- **Task statement**: Collect every line below that contains the word "first".

(Stored data entries)
○ ○ ○ ○ ○ ○ ○

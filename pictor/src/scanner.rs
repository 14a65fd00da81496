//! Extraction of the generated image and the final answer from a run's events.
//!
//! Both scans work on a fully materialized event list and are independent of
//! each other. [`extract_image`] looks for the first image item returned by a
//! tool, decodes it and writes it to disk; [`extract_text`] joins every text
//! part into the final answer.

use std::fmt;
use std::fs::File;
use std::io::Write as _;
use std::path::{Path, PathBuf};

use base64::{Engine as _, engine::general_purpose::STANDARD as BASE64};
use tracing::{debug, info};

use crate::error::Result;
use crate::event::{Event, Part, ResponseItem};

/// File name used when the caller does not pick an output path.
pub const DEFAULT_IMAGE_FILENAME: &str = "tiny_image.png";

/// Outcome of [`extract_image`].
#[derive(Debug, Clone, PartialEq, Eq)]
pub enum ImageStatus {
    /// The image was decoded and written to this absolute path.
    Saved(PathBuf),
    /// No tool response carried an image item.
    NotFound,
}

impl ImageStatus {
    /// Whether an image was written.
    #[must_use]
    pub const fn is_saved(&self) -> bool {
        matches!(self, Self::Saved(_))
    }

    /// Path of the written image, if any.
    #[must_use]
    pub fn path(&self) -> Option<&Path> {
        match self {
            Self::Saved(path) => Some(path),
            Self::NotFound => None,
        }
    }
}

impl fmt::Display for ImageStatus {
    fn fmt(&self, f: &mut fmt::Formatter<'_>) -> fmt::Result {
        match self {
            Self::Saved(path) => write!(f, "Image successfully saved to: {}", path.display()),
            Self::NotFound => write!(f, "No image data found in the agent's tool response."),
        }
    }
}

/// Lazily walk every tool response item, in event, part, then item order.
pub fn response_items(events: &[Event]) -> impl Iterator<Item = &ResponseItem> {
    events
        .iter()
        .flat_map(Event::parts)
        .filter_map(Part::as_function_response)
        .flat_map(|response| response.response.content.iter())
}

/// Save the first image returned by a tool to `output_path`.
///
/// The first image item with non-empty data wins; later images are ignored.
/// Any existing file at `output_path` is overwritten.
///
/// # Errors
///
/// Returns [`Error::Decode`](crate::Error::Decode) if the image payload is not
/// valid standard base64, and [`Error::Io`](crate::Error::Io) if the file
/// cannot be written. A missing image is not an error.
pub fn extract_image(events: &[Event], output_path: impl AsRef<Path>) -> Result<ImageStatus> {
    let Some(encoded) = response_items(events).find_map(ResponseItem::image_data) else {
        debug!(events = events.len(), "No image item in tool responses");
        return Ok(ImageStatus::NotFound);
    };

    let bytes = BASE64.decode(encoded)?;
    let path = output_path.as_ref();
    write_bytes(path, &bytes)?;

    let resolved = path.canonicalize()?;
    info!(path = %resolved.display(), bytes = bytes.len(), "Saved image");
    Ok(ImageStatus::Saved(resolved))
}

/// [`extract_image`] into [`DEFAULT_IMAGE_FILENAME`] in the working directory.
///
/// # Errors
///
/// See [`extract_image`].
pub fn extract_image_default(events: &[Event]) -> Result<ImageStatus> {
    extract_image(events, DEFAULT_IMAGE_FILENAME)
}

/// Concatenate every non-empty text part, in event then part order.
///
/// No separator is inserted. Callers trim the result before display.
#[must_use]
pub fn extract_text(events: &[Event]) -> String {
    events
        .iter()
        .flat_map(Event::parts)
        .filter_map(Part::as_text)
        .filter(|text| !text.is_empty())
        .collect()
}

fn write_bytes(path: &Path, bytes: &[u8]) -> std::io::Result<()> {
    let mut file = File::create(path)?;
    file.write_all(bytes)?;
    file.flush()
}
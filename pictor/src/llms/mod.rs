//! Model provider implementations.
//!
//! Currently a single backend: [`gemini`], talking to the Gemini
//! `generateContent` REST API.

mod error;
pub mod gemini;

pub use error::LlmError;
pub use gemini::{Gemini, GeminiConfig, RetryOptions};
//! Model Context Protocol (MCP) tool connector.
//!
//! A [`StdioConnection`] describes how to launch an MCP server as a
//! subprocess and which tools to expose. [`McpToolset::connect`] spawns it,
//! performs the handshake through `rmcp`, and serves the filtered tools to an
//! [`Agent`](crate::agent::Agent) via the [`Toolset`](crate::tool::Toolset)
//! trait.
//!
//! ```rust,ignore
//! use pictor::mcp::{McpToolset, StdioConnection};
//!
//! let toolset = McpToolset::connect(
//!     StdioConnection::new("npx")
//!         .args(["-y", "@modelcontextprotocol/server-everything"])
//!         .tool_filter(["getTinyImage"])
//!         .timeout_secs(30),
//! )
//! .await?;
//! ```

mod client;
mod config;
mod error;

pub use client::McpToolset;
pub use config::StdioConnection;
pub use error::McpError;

○ ○ ○ ○ ○ ○ ○

- **Solution to this problem**:
//! each other. [`extract_image`] looks for the first image item returned by a
/// Save the first image returned by a tool to `output_path`.
/// The first image item with non-empty data wins; later images are ignored.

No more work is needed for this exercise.